Source data START

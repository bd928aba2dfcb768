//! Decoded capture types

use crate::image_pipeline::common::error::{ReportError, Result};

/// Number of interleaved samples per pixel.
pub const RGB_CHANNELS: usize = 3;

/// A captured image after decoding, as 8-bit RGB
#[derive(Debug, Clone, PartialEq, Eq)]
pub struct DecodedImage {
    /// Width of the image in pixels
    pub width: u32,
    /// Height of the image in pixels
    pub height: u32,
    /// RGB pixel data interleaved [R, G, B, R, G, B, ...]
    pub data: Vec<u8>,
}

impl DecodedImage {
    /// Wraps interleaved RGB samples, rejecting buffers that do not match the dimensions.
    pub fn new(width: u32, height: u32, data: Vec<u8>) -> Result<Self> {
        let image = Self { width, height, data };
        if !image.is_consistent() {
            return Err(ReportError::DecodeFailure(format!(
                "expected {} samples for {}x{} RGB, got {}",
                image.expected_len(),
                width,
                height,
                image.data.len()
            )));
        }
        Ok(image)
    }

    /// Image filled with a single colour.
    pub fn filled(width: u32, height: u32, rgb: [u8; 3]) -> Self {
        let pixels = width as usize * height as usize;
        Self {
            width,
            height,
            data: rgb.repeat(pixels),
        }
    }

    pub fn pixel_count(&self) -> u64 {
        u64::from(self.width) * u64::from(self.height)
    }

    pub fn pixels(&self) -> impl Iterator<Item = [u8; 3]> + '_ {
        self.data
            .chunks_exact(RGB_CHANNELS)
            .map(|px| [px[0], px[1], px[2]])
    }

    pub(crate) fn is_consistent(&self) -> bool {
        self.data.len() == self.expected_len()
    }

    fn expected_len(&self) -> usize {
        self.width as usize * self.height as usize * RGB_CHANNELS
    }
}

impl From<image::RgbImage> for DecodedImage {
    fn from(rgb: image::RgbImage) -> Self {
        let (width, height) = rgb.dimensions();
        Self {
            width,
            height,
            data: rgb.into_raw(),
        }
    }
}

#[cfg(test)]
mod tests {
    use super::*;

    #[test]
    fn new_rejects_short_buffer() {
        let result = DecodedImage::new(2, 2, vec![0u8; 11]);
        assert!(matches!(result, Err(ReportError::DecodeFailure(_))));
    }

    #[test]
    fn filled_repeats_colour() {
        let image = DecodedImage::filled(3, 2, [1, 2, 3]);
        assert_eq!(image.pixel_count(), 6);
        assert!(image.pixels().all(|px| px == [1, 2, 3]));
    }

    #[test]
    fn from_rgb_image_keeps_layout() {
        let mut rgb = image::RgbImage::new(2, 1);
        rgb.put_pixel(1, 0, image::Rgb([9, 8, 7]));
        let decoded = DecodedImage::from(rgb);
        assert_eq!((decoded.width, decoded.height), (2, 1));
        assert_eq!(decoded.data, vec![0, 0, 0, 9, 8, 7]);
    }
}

Source data END

● **What is required**
The required result is an exact repetition of the lines from the one containing "fn from(rgb: image::RgbImage)" through the last line of the data.

● **Response to this task**
    fn from(rgb: image::RgbImage) -> Self {
        let (width, height) = rgb.dimensions();
        Self {
            width,
            height,
            data: rgb.into_raw(),
        }
    }
}

#[cfg(test)]
mod tests {
    use super::*;

    #[test]
    fn new_rejects_short_buffer() {
        let result = DecodedImage::new(2, 2, vec![0u8; 11]);
        assert!(matches!(result, Err(ReportError::DecodeFailure(_))));
    }

    #[test]
    fn filled_repeats_colour() {
        let image = DecodedImage::filled(3, 2, [1, 2, 3]);
        assert_eq!(image.pixel_count(), 6);
        assert!(image.pixels().all(|px| px == [1, 2, 3]));
    }

    #[test]
    fn from_rgb_image_keeps_layout() {
        let mut rgb = image::RgbImage::new(2, 1);
        rgb.put_pixel(1, 0, image::Rgb([9, 8, 7]));
        let decoded = DecodedImage::from(rgb);
        assert_eq!((decoded.width, decoded.height), (2, 1));
        assert_eq!(decoded.data, vec![0, 0, 0, 9, 8, 7]);
    }
}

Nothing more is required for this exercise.